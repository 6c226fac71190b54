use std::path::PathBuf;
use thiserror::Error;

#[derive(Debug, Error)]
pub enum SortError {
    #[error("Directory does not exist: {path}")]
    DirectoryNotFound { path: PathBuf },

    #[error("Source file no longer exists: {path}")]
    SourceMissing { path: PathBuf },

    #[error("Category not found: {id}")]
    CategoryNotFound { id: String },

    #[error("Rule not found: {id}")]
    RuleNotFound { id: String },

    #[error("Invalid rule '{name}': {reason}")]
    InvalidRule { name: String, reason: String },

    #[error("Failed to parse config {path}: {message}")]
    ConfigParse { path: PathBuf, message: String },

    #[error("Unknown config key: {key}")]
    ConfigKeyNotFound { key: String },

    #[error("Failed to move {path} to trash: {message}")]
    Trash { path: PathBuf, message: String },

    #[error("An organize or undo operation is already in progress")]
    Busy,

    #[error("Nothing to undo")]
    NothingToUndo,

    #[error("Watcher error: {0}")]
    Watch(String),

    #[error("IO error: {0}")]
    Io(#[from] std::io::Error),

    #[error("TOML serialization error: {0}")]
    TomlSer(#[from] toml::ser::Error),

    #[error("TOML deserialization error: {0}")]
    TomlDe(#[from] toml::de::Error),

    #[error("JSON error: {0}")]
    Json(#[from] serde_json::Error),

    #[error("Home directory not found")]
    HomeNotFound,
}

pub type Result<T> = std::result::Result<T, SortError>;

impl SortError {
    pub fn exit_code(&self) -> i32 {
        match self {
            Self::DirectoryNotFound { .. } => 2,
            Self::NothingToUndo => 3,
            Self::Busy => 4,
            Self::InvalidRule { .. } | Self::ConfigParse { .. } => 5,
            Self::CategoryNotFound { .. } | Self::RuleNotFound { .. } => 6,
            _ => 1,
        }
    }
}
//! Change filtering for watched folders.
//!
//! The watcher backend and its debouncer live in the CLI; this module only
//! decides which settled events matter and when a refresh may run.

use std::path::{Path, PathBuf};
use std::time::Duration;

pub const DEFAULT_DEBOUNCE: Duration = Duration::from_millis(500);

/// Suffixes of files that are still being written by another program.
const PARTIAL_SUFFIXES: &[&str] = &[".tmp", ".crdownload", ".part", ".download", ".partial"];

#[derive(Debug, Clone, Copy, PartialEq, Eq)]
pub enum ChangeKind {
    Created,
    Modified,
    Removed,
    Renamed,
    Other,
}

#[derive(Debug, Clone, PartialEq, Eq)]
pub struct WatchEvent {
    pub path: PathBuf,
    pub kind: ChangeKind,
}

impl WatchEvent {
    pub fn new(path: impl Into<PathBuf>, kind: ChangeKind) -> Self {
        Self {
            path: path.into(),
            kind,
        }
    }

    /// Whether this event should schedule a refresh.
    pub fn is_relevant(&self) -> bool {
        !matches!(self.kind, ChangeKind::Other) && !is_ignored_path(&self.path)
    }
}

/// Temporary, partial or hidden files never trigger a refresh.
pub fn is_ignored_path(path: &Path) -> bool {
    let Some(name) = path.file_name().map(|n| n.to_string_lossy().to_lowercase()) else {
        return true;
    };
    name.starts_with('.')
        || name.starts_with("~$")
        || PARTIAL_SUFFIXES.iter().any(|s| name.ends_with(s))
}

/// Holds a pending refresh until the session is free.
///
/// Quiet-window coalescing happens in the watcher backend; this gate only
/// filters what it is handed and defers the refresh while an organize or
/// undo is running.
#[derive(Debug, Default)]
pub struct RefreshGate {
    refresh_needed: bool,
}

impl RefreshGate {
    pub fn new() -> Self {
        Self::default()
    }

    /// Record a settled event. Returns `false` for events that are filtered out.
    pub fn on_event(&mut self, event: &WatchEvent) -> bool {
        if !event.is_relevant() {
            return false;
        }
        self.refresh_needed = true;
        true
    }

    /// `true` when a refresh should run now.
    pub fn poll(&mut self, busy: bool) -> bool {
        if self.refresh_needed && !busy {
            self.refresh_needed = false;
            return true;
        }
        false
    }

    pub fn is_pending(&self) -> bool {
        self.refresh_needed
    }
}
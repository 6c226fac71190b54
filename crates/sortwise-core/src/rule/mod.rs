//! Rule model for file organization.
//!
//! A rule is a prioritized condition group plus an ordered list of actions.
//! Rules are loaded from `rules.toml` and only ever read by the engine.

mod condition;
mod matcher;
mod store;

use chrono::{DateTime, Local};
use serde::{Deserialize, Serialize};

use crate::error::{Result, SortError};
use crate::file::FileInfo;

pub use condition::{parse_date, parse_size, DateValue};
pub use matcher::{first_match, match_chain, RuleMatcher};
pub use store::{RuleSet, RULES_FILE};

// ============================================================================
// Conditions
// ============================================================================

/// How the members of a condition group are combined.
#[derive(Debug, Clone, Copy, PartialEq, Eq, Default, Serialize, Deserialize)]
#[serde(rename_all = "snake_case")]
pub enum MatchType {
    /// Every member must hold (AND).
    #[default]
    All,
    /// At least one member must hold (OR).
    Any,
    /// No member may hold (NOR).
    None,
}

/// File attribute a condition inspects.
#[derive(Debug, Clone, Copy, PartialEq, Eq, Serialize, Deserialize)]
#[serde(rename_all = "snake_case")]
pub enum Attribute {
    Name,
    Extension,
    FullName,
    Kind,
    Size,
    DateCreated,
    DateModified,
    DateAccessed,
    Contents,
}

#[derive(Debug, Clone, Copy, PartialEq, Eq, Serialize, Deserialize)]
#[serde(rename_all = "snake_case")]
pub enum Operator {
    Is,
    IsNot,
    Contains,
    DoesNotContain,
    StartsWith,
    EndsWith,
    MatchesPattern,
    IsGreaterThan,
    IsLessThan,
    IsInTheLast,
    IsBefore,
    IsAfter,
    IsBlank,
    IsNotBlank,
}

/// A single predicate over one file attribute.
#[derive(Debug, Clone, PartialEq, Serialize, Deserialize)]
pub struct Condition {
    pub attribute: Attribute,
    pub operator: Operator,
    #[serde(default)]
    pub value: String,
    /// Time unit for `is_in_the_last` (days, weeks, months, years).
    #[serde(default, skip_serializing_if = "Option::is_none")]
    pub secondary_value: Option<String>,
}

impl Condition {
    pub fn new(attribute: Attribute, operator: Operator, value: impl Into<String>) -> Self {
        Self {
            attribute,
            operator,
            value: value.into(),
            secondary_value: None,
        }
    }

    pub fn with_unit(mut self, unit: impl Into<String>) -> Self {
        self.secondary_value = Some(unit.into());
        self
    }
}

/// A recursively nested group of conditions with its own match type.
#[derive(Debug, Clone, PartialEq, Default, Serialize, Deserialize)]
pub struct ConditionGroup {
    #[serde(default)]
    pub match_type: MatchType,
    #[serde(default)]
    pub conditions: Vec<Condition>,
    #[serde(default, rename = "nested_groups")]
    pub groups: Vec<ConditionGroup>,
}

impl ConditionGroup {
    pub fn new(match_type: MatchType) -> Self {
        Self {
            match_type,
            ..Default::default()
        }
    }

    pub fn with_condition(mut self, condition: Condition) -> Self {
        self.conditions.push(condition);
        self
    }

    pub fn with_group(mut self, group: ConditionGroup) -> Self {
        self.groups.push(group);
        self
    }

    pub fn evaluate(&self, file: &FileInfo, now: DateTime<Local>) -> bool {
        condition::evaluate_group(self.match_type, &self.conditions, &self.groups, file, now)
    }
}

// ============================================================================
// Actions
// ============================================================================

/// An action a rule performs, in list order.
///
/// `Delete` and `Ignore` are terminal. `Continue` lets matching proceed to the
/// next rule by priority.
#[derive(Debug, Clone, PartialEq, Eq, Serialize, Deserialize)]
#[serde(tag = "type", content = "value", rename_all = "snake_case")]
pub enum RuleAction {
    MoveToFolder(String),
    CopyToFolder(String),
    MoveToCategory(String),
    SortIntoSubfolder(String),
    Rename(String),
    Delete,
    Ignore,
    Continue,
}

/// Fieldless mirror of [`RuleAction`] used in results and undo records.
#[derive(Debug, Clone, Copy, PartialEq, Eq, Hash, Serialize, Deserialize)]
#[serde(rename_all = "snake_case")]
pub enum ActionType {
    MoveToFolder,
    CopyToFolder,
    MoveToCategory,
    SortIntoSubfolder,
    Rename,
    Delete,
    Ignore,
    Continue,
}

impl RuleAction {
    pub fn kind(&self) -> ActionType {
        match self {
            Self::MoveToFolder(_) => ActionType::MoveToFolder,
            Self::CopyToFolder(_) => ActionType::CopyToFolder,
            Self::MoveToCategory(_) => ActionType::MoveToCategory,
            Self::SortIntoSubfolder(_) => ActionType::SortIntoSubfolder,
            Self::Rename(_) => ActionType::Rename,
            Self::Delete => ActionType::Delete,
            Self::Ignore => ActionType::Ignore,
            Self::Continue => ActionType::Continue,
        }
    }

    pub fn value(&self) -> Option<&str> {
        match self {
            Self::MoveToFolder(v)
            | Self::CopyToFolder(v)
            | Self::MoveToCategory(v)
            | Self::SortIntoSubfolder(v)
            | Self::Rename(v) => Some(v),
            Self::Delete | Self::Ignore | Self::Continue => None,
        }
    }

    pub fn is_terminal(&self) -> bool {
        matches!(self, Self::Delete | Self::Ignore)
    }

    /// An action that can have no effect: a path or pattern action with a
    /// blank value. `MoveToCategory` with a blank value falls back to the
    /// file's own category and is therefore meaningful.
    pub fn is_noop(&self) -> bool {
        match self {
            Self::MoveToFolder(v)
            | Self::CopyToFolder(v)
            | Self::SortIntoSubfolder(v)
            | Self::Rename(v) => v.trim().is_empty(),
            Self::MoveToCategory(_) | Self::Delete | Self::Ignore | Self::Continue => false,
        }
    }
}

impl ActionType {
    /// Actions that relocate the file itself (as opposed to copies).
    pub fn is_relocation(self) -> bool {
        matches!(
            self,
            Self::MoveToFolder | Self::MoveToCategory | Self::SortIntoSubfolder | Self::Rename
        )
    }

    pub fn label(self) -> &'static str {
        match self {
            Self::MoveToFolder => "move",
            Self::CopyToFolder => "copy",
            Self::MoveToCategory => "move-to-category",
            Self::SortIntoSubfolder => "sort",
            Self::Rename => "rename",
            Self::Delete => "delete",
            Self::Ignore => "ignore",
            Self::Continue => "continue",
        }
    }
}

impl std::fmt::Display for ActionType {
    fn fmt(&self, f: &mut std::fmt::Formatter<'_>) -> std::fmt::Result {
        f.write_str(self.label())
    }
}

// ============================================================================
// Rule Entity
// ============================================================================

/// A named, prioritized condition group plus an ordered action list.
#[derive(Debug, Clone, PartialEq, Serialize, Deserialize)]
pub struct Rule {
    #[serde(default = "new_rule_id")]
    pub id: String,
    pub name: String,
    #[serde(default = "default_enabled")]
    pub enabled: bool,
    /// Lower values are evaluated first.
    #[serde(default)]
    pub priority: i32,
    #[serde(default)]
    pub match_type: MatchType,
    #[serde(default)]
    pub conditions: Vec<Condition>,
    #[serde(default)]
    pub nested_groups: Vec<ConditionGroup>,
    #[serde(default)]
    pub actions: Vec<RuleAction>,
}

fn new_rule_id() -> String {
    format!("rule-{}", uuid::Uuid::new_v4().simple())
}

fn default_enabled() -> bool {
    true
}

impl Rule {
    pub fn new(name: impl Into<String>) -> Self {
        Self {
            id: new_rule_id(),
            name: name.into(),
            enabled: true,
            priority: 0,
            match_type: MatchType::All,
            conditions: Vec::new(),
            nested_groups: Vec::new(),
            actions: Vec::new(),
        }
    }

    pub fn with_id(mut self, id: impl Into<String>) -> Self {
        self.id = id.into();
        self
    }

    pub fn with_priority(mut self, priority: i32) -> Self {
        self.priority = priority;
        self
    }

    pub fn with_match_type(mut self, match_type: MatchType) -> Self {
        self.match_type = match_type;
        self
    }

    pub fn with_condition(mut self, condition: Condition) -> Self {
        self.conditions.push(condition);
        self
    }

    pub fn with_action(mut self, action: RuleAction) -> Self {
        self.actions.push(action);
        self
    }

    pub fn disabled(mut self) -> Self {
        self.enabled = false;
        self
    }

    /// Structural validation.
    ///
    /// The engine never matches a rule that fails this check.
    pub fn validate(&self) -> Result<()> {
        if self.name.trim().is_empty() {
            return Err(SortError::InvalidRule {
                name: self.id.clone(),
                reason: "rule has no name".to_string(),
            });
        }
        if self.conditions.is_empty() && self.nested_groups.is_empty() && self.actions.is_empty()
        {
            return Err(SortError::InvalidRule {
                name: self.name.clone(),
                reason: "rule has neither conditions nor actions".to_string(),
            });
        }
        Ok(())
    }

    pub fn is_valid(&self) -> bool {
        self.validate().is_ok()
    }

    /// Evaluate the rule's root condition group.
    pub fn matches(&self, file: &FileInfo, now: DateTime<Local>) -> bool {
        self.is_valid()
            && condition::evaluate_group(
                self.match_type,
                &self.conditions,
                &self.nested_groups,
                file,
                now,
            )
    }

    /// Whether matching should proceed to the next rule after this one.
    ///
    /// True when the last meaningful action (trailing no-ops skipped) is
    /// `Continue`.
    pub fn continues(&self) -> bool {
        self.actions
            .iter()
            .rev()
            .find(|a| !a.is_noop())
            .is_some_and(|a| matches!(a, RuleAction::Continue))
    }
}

□ □ □ □

Goal of the exercise: Across the material above, how many lines include the word "ConfigParse"? Respond with nothing but the number.

Answer to the problem: 2